A NEW EQUATION FOR CALCULATING REPRODUCTIVE SUCCESS OF CLUTCHES AS A FUNCTION OF THE DAY ON WHICH INCUBATION STARTS: SOME IMPLICATIONS

Auk, The, Jul 2006 by Murray, Bertram G Jr

A problem arises in measuring the lengths of the incubation and fledging periods, because first-hatched nestlings may not leave the nest when they are ready.
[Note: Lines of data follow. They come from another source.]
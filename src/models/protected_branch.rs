use glob::{MatchOptions, Pattern};
use serde::{Deserialize, Serialize};

/// Protection rule for one or more branches of a repository.
///
/// `rule_name` is either an exact branch name or a glob (`release/*`).
#[derive(Debug, Clone, Serialize, Deserialize, PartialEq, Default)]
#[serde(default)]
pub struct ProtectedBranch {
    pub id: i64,
    pub repo_id: i64,
    pub rule_name: String,

    pub enable_merge_whitelist: bool,
    pub merge_whitelist_user_ids: Vec<i64>,

    pub enable_status_check: bool,
    /// Glob patterns; every one must be matched by a successful status
    pub status_check_contexts: Vec<String>,

    pub required_approvals: u32,
    pub enable_approvals_whitelist: bool,
    pub approvals_whitelist_user_ids: Vec<i64>,
    pub dismiss_stale_approvals: bool,

    pub block_on_rejected_reviews: bool,
    pub block_on_outdated_branch: bool,
    pub block_on_unresolved_conversations: bool,

    pub require_signed_commits: bool,
    /// Semicolon-separated glob list in the UI; stored split
    pub protected_file_patterns: Vec<String>,
}

/// Case-insensitive, `/`-aware glob options used for file and branch rules.
fn match_options() -> MatchOptions {
    MatchOptions {
        case_sensitive: false,
        require_literal_separator: true,
        require_literal_leading_dot: false,
    }
}

impl ProtectedBranch {
    pub fn new(repo_id: i64, rule_name: impl Into<String>) -> Self {
        Self {
            repo_id,
            rule_name: rule_name.into(),
            ..Default::default()
        }
    }

    /// Does this rule apply to `branch`?
    pub fn matches(&self, branch: &str) -> bool {
        if self.rule_name == branch {
            return true;
        }
        Pattern::new(&self.rule_name)
            .map(|p| p.matches_with(branch, match_options()))
            .unwrap_or(false)
    }

    /// Exact-name rules win over glob rules.
    pub fn is_exact(&self) -> bool {
        !self.rule_name.contains(['*', '?', '['])
    }

    fn file_patterns(&self) -> Vec<Pattern> {
        self.protected_file_patterns
            .iter()
            .map(|p| p.trim())
            .filter(|p| !p.is_empty())
            .filter_map(|p| Pattern::new(p).ok())
            .collect()
    }

    /// Subset of `files` that match a protected file pattern.
    pub fn protected_files<'a>(&self, files: impl IntoIterator<Item = &'a str>) -> Vec<String> {
        let patterns = self.file_patterns();
        if patterns.is_empty() {
            return Vec::new();
        }
        files
            .into_iter()
            .filter(|f| patterns.iter().any(|p| p.matches_with(f, match_options())))
            .map(str::to_string)
            .collect()
    }

    pub fn can_user_merge(&self, user_id: i64) -> bool {
        !self.enable_merge_whitelist || self.merge_whitelist_user_ids.contains(&user_id)
    }

    /// Whether an approval from `user_id` counts towards `required_approvals`.
    pub fn is_approver(&self, user_id: i64) -> bool {
        !self.enable_approvals_whitelist || self.approvals_whitelist_user_ids.contains(&user_id)
    }
}

/// Pick the rule that applies to `branch`: an exact-name rule first, else
/// the first matching glob.
pub fn rule_for_branch<'a>(
    rules: impl IntoIterator<Item = &'a ProtectedBranch>,
    branch: &str,
) -> Option<&'a ProtectedBranch> {
    let mut glob_match = None;
    for rule in rules {
        if rule.is_exact() {
            if rule.rule_name == branch {
                return Some(rule);
            }
        } else if glob_match.is_none() && rule.matches(branch) {
            glob_match = Some(rule);
        }
    }
    glob_match
}

/// True when `context` matches the required status-check pattern.
pub fn context_matches(pattern: &str, context: &str) -> bool {
    if pattern == context {
        return true;
    }
    Pattern::new(pattern)
        .map(|p| p.matches(context))
        .unwrap_or(false)
}
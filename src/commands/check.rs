//! Check, recover and push commands

use std::path::Path;

use anyhow::Result;
use colored::Colorize;

use super::Runtime;
use crate::models::PullRequestStatus;

pub(crate) fn colored_status(status: PullRequestStatus) -> String {
    let text = status.to_string();
    match status {
        PullRequestStatus::Mergeable | PullRequestStatus::Empty => text.green().to_string(),
        PullRequestStatus::Conflict | PullRequestStatus::Error => text.red().to_string(),
        PullRequestStatus::Checking => text.yellow().to_string(),
        PullRequestStatus::Ancestor
        | PullRequestStatus::Merged
        | PullRequestStatus::ManuallyMerged => text.cyan().to_string(),
    }
}

/// Test one pull request on this thread.
pub fn execute(config_path: Option<&Path>, pr_id: i64) -> Result<()> {
    let runtime = Runtime::build(config_path)?;
    let service = &runtime.service;

    if service.begin_check(pr_id)?.is_none() {
        println!("{} Pull request {} is already merged", "─".dimmed(), pr_id);
        return Ok(());
    }
    match service.test_pull_request(pr_id)? {
        Some(status) => println!("{} #{}: {}", "✓".green().bold(), pr_id, colored_status(status)),
        None => println!("{} #{}: result superseded", "─".dimmed(), pr_id),
    }
    Ok(())
}

/// Re-enqueue pull requests left in `Checking` and test everything queued.
pub fn recover(config_path: Option<&Path>) -> Result<()> {
    let runtime = Runtime::build(config_path)?;
    let queued = runtime.service.recover_checking()?;
    println!("{} Re-enqueued {} pull request(s)", "→".cyan().bold(), queued);
    let tested = runtime.service.drain_queue()?;
    println!("{} Tested {} pull request(s)", "✓".green().bold(), tested);
    Ok(())
}

/// Report a push to `branch` of `repo_id` and test the affected pull requests.
pub fn push(
    config_path: Option<&Path>,
    repo_id: i64,
    branch: &str,
    before: &str,
    after: &str,
    doer_id: i64,
) -> Result<()> {
    let runtime = Runtime::build(config_path)?;
    let ids = runtime
        .service
        .on_push(repo_id, branch, before, after, doer_id)?;
    if ids.is_empty() {
        println!("{} No open pull requests affected", "─".dimmed());
        return Ok(());
    }
    println!(
        "{} Re-enqueued {}",
        "→".cyan().bold(),
        ids.iter().map(|id| format!("#{id}")).collect::<Vec<_>>().join(", ")
    );
    runtime.service.drain_queue()?;
    Ok(())
}
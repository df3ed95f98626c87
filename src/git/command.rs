//! Git command builder and runner abstraction
//!
//! Every git invocation in the crate is a [`GitCommand`] handed to a
//! [`GitRunner`]. Production code uses [`SystemGit`], which shells out via
//! the process runner; tests substitute a runner that records or scripts
//! commands.

use std::path::{Path, PathBuf};
use std::sync::{Arc, Mutex};

use tracing::{debug, trace};

use crate::error::{classify_git_stderr, MergeError, Result};
use crate::process::{CancelToken, ProcessRunner, RunError, RunOptions, StdinSource, Timeout};

/// One git invocation: arguments, working directory, environment and input.
#[derive(Debug, Clone, Default, PartialEq)]
pub struct GitCommand {
    args: Vec<String>,
    dir: Option<PathBuf>,
    env: Vec<(String, String)>,
    stdin: Option<Vec<u8>>,
    timeout: Timeout,
}

impl GitCommand {
    pub fn new(subcommand: &str) -> Self {
        Self {
            args: vec![subcommand.to_string()],
            ..Default::default()
        }
    }

    pub fn arg(mut self, arg: impl Into<String>) -> Self {
        self.args.push(arg.into());
        self
    }

    pub fn args<I, S>(mut self, args: I) -> Self
    where
        I: IntoIterator<Item = S>,
        S: Into<String>,
    {
        self.args.extend(args.into_iter().map(Into::into));
        self
    }

    pub fn dir(mut self, dir: impl AsRef<Path>) -> Self {
        self.dir = Some(dir.as_ref().to_path_buf());
        self
    }

    pub fn env(mut self, key: impl Into<String>, value: impl Into<String>) -> Self {
        self.env.push((key.into(), value.into()));
        self
    }

    pub fn envs(mut self, vars: impl IntoIterator<Item = (String, String)>) -> Self {
        self.env.extend(vars);
        self
    }

    pub fn stdin(mut self, input: impl Into<Vec<u8>>) -> Self {
        self.stdin = Some(input.into());
        self
    }

    pub fn timeout(mut self, timeout: Timeout) -> Self {
        self.timeout = timeout;
        self
    }

    /// The subcommand, e.g. `merge-base`.
    pub fn name(&self) -> &str {
        self.args.first().map(String::as_str).unwrap_or_default()
    }

    pub fn get_args(&self) -> &[String] {
        &self.args
    }

    pub fn get_dir(&self) -> Option<&Path> {
        self.dir.as_deref()
    }

    pub fn get_env(&self) -> &[(String, String)] {
        &self.env
    }

    pub fn get_stdin(&self) -> Option<&[u8]> {
        self.stdin.as_deref()
    }

    /// Command line for logs and error messages.
    pub fn display(&self) -> String {
        self.args.join(" ")
    }
}

/// Exit code and captured output of a git command that ran to completion.
#[derive(Debug, Clone, Default, PartialEq)]
pub struct GitOutput {
    pub code: Option<i32>,
    pub stdout: Vec<u8>,
    pub stderr: String,
}

impl GitOutput {
    pub fn success(&self) -> bool {
        self.code == Some(0)
    }

    /// Stdout as trimmed text.
    pub fn text(&self) -> String {
        String::from_utf8_lossy(&self.stdout).trim().to_string()
    }

    /// Non-empty stdout lines.
    pub fn lines(&self) -> Vec<String> {
        String::from_utf8_lossy(&self.stdout)
            .lines()
            .map(str::trim)
            .filter(|l| !l.is_empty())
            .map(str::to_string)
            .collect()
    }

    /// NUL-separated stdout fields (`-z` output).
    pub fn nul_fields(&self) -> Vec<String> {
        self.stdout
            .split(|b| *b == 0)
            .filter(|f| !f.is_empty())
            .map(|f| String::from_utf8_lossy(f).into_owned())
            .collect()
    }

    /// The error a failed command should surface as.
    pub fn into_error(self, cmd: &GitCommand, subject: &str) -> MergeError {
        classify_git_stderr(&self.stderr, subject).unwrap_or_else(|| MergeError::Git {
            command: cmd.display(),
            code: self.code,
            stderr: self.stderr.trim().to_string(),
        })
    }
}

/// Executes git commands.
///
/// `output` only fails when the command could not run to completion
/// (spawn failure, timeout, cancellation); a non-zero exit is reported in
/// [`GitOutput::code`]. The provided helpers turn exits into errors.
pub trait GitRunner: Send + Sync {
    fn output(&self, cmd: &GitCommand) -> Result<GitOutput>;

    /// Run and return trimmed stdout, failing on a non-zero exit.
    fn checked(&self, cmd: &GitCommand) -> Result<String> {
        Ok(self.checked_output(cmd)?.text())
    }

    /// Run and return the full output, failing on a non-zero exit.
    fn checked_output(&self, cmd: &GitCommand) -> Result<GitOutput> {
        let output = self.output(cmd)?;
        if output.success() {
            Ok(output)
        } else {
            let subject = cmd.get_args().last().cloned().unwrap_or_default();
            Err(output.into_error(cmd, &subject))
        }
    }

    /// True when the command exits 0; any failure reads as `false`.
    fn succeeds(&self, cmd: &GitCommand) -> bool {
        self.output(cmd).map(|o| o.success()).unwrap_or(false)
    }
}

/// Environment applied to every command so stderr matching is stable and
/// git never prompts.
fn base_env() -> Vec<(String, String)> {
    vec![
        ("LC_ALL".to_string(), "C".to_string()),
        ("GIT_TERMINAL_PROMPT".to_string(), "0".to_string()),
        ("GIT_CONFIG_NOSYSTEM".to_string(), "1".to_string()),
    ]
}

/// Runs the real git binary through [`ProcessRunner`].
#[derive(Debug, Clone)]
pub struct SystemGit {
    binary: String,
    runner: ProcessRunner,
    cancel: CancelToken,
}

impl SystemGit {
    pub fn new(binary: impl Into<String>, runner: ProcessRunner, cancel: CancelToken) -> Self {
        Self {
            binary: binary.into(),
            runner,
            cancel,
        }
    }

    /// Token whose cancellation kills every in-flight command.
    pub fn cancel_token(&self) -> &CancelToken {
        &self.cancel
    }
}

impl GitRunner for SystemGit {
    fn output(&self, cmd: &GitCommand) -> Result<GitOutput> {
        let mut env = base_env();
        env.extend(cmd.get_env().iter().cloned());

        let opts = RunOptions {
            dir: cmd.get_dir().map(Path::to_path_buf),
            env,
            stdin: cmd.get_stdin().map(|b| StdinSource::Bytes(b.to_vec())),
            timeout: cmd.timeout,
            cancel: Some(self.cancel.clone()),
            ..Default::default()
        };

        trace!(git = %cmd.display(), dir = ?cmd.get_dir(), "running git");
        match self.runner.run(&self.binary, cmd.get_args(), opts) {
            Ok(out) => {
                if !out.success() {
                    debug!(git = %cmd.display(), code = ?out.code(), stderr = %out.stderr.trim(), "git exited non-zero");
                }
                Ok(GitOutput {
                    code: out.code(),
                    stdout: out.stdout,
                    stderr: out.stderr,
                })
            }
            Err(RunError::TimedOut { after, .. }) => Err(MergeError::Timeout {
                command: cmd.display(),
                after,
            }),
            Err(RunError::Cancelled) => Err(MergeError::Cancelled {
                command: cmd.display(),
            }),
            Err(RunError::Spawn(e)) | Err(RunError::Wait(e)) => Err(MergeError::Io(e)),
        }
    }
}

/// Wraps another runner and records every command it is given.
pub struct RecordingGit {
    inner: Arc<dyn GitRunner>,
    log: Mutex<Vec<GitCommand>>,
}

impl RecordingGit {
    pub fn new(inner: Arc<dyn GitRunner>) -> Self {
        Self {
            inner,
            log: Mutex::new(Vec::new()),
        }
    }

    pub fn commands(&self) -> Vec<GitCommand> {
        self.log.lock().map(|l| l.clone()).unwrap_or_default()
    }

    /// Recorded subcommand names in call order.
    pub fn names(&self) -> Vec<String> {
        self.commands().iter().map(|c| c.name().to_string()).collect()
    }

    pub fn clear(&self) {
        if let Ok(mut log) = self.log.lock() {
            log.clear();
        }
    }
}

impl GitRunner for RecordingGit {
    fn output(&self, cmd: &GitCommand) -> Result<GitOutput> {
        if let Ok(mut log) = self.log.lock() {
            log.push(cmd.clone());
        }
        self.inner.output(cmd)
    }
}

/// Subcommands that never change a repository's refs or objects.
pub fn is_read_only(name: &str) -> bool {
    matches!(
        name,
        "rev-parse" | "rev-list" | "merge-base" | "log" | "diff" | "ls-files" | "cat-file" | "show-ref"
    )
}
In the Least Flycatcher, for example, the older nestlings usually do not leave the nest until a day or two after they are capable of leaving successfully (Briskie and Sealy 1989). In the Snow Bunting (Plectrophenax nivalis), nestlings are "capable of leaving the nest at about 9 d of age, but they usually remain in the nest until about 13 d old" (Hussell 1985:207). Even in the precocial, nidifugous Spur-winged Plover (Vanellus spinosus), chicks may remain in the nest up to two days after hatching (Yogev et al. 1996). Selection may favor early incubation, but it does not necessarily favor early fledging, because early fledging may reduce survival probabilities of the remaining nestmates. Thus, the probability of nest success (s) may be underestimated. In testing hypotheses, these data will have to be determined with care.

In all these examples, I have considered only the effect of fledging of earlier-hatched nestlings on the later-hatched nestlings remaining in the nest. I have not considered the reverse: the effect of parental care for the nestlings remaining in the nest on fledging survival. If survival were worse for fledglings than for nestlings, then, seemingly, selection should favor the early-hatched young to stay in the nest. This is apparently what they may do (as recounted above). I believe, however, by invoking Occam's razor (see below), that the "staying-in-the-nest" behavior is an adaptation that increases the probability of fledging of the later-hatched nestlings. Thus, the start of incubation before all eggs are laid is an adaptation that increases the probability of rearing at least some young that are capable of leaving should a predator attack, not an adaptation that assures early fledging of early-hatched nestlings.

ADDITIONAL COMPLEXITIES

(1) The basic equations of Clark and Wilson (1981; their equation 1) and Hussell (1985; his equation 2), as well as equation 1, do not consider the effect of within-brood loss. Clark and Wilson (1981), however, proposed that not all of the chicks have an equal probability of surviving. They suggested that, as a result of starvation, one of the chicks-in particular the last hatched, and especially if hatching were asynchronous-had a lower probability of surviving (q). Hussell (1985) broadened q to mean the reduced probability of survival from any cause, including predation, and added q', the reduced probability that a second chick has of surviving. Both q and q' will affect k, but will they affect k*?

Suppose that predators cause some mortality of the brood without taking the whole brood. Let us say that we have 1,000 successful nests and observe that 150 of them have lost a single chick from predation (but it could be from any cause). Thus, the probability of losing a single chick from a successful nest is z = 0.15. This number, z, should be subtracted from k. It should be readily apparent that partial brood loss results in lower k and k*, but it does not affect the relative values of k*; thus, the incubation pattern with the greatest k* without partial brood loss is the same as that with the greatest k* with partial brood loss. Partial brood loss, then, has no effect on the start of incubation. The same can be said for the loss of a second egg or nestling from a nest (when clutch size is greater than two).